Problem details:
Output the data word for word. Begin at its first line and end at the line with "by the mesh".
= = = = = = =
//! Mutual-TLS policy between sidecars.
//!
//! Both directions use the same bundle: the leaf certificate is the server
//! identity on the external TLS listener and the client identity when dialing
//! a next hop, and the CA bundle is the single trust root for both.
//!
//! Client certificates are requested but optional on the listener. A peer that
//! presents none is accepted; a peer that presents one not issued by the mesh
//! CA is refused during the handshake.

use std::io::BufReader;
use std::sync::Arc;
use std::time::Duration;

use anyhow::{Context, Result};
use common::ProxyError;
use rustls::crypto::{ring, CryptoProvider};
use rustls::pki_types::{CertificateDer, PrivateKeyDer, ServerName};
use rustls::server::WebPkiClientVerifier;
use rustls::{ClientConfig, RootCertStore, ServerConfig};
use tokio::net::TcpStream;
use tokio::time::timeout;
use tokio_rustls::{client, server, TlsAcceptor, TlsConnector};

use crate::certs::Certificates;

/// Ready-to-use TLS acceptor and connector built from one [`Certificates`] bundle.
#[derive(Clone)]
pub struct TlsPolicy {
    acceptor: TlsAcceptor,
    connector: TlsConnector,
    server_name: Option<ServerName<'static>>,
}

impl TlsPolicy {
    /// Build both sides of the policy.
    ///
    /// `server_name` overrides the name checked against the next hop's
    /// certificate; by default the dialed host is used.
    ///
    /// # Errors
    ///
    /// Returns an error if any PEM blob cannot be parsed or rustls rejects the
    /// resulting configuration.
    pub fn from_certificates(certs: &Certificates, server_name: Option<&str>) -> Result<Self> {
        let server_name = server_name
            .map(|name| {
                ServerName::try_from(name)
                    .map(|n| n.to_owned())
                    .with_context(|| format!("invalid TLS_SERVER_NAME {name:?}"))
            })
            .transpose()?;

        Ok(Self {
            acceptor: TlsAcceptor::from(build_server_config(certs)?),
            connector: TlsConnector::from(build_client_config(certs)?),
            server_name,
        })
    }

    /// Perform the server-side handshake on an accepted connection.
    ///
    /// # Errors
    ///
    /// Returns [`ProxyError::Handshake`] if the handshake fails, the client
    /// certificate is not trusted, or `limit` elapses.
    pub async fn accept(
        &self,
        stream: TcpStream,
        limit: Duration,
    ) -> Result<server::TlsStream<TcpStream>, ProxyError> {
        match timeout(limit, self.acceptor.accept(stream)).await {
            Ok(Ok(tls)) => Ok(tls),
            Ok(Err(e)) => Err(ProxyError::Handshake(format!("TLS accept failed: {e}"))),
            Err(_) => Err(ProxyError::Handshake("TLS accept timed out".into())),
        }
    }

    /// Perform the client-side handshake towards next hop `host`.
    ///
    /// # Errors
    ///
    /// Returns [`ProxyError::Dial`] if the server name is invalid, the server
    /// certificate is not trusted, or `limit` elapses.
    pub async fn connect(
        &self,
        host: &str,
        stream: TcpStream,
        limit: Duration,
    ) -> Result<client::TlsStream<TcpStream>, ProxyError> {
        let name = match &self.server_name {
            Some(name) => name.clone(),
            None => ServerName::try_from(host)
                .map(|n| n.to_owned())
                .map_err(|e| ProxyError::dial(host, std::io::Error::other(e)))?,
        };

        match timeout(limit, self.connector.connect(name, stream)).await {
            Ok(Ok(tls)) => Ok(tls),
            Ok(Err(e)) => Err(ProxyError::dial(host, e)),
            Err(_) => Err(ProxyError::dial(
                host,
                std::io::Error::new(std::io::ErrorKind::TimedOut, "TLS handshake timed out"),
            )),
        }
    }
}

fn provider() -> Arc<CryptoProvider> {
    Arc::new(ring::default_provider())
}

/// Build the listener's [`ServerConfig`]: leaf certificate as server identity,
/// optional client authentication against the mesh CA.
///
/// # Errors
///
/// Returns an error if the certificates or key cannot be parsed, or if rustls
/// rejects the configuration.
pub fn build_server_config(certs: &Certificates) -> Result<Arc<ServerConfig>> {
    let chain = parse_certs(&certs.cert).context("failed to parse leaf certificate")?;
    let key = parse_key(&certs.key)?;
    let roots = Arc::new(parse_roots(&certs.ca)?);

    let verifier = WebPkiClientVerifier::builder_with_provider(roots, provider())
        .allow_unauthenticated()
        .build()
        .context("failed to build client certificate verifier")?;

    let config = ServerConfig::builder_with_provider(provider())
        .with_safe_default_protocol_versions()
        .context("failed to select TLS protocol versions")?
        .with_client_cert_verifier(verifier)
        .with_single_cert(chain, key)
        .context("failed to build rustls ServerConfig")?;

    Ok(Arc::new(config))
}

/// Build the dialer's [`ClientConfig`]: mesh CA as the only trust root, leaf
/// certificate as client identity.
///
/// # Errors
///
/// Returns an error if the certificates or key cannot be parsed, or if rustls
/// rejects the configuration.
pub fn build_client_config(certs: &Certificates) -> Result<Arc<ClientConfig>> {
    let chain = parse_certs(&certs.cert).context("failed to parse leaf certificate")?;
    let key = parse_key(&certs.key)?;
    let roots = parse_roots(&certs.ca)?;

    let config = ClientConfig::builder_with_provider(provider())
        .with_safe_default_protocol_versions()
        .context("failed to select TLS protocol versions")?
        .with_root_certificates(roots)
        .with_client_auth_cert(chain, key)
        .context("failed to build rustls ClientConfig")?;

    Ok(Arc::new(config))
}

fn parse_certs(pem: &[u8]) -> Result<Vec<CertificateDer<'static>>> {
    let certs = rustls_pemfile::certs(&mut BufReader::new(pem))
        .collect::<Result<Vec<_>, _>>()
        .context("malformed PEM certificate data")?;
    if certs.is_empty() {
        anyhow::bail!("no certificates found in PEM data");
    }
    Ok(certs)
}

fn parse_key(pem: &[u8]) -> Result<PrivateKeyDer<'static>> {
    rustls_pemfile::private_key(&mut BufReader::new(pem))
        .context("failed to read TLS private key")?
        .context("no private key found in PEM data")
}

fn parse_roots(pem: &[u8]) -> Result<RootCertStore> {
    let mut roots = RootCertStore::empty();
    for cert in parse_certs(pem).context("failed to parse CA bundle")? {
        roots.add(cert).context("failed to add CA certificate")?;
    }
    Ok(roots)
}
= = = = = = =
Task response:
//! Mutual-TLS policy between sidecars.
//!
//! Both directions use the same bundle: the leaf certificate is the server
//! identity on the external TLS listener and the client identity when dialing
//! a next hop, and the CA bundle is the single trust root for both.
//!
//! Client certificates are requested but optional on the listener. A peer that
//! presents none is accepted; a peer that presents one not issued by the mesh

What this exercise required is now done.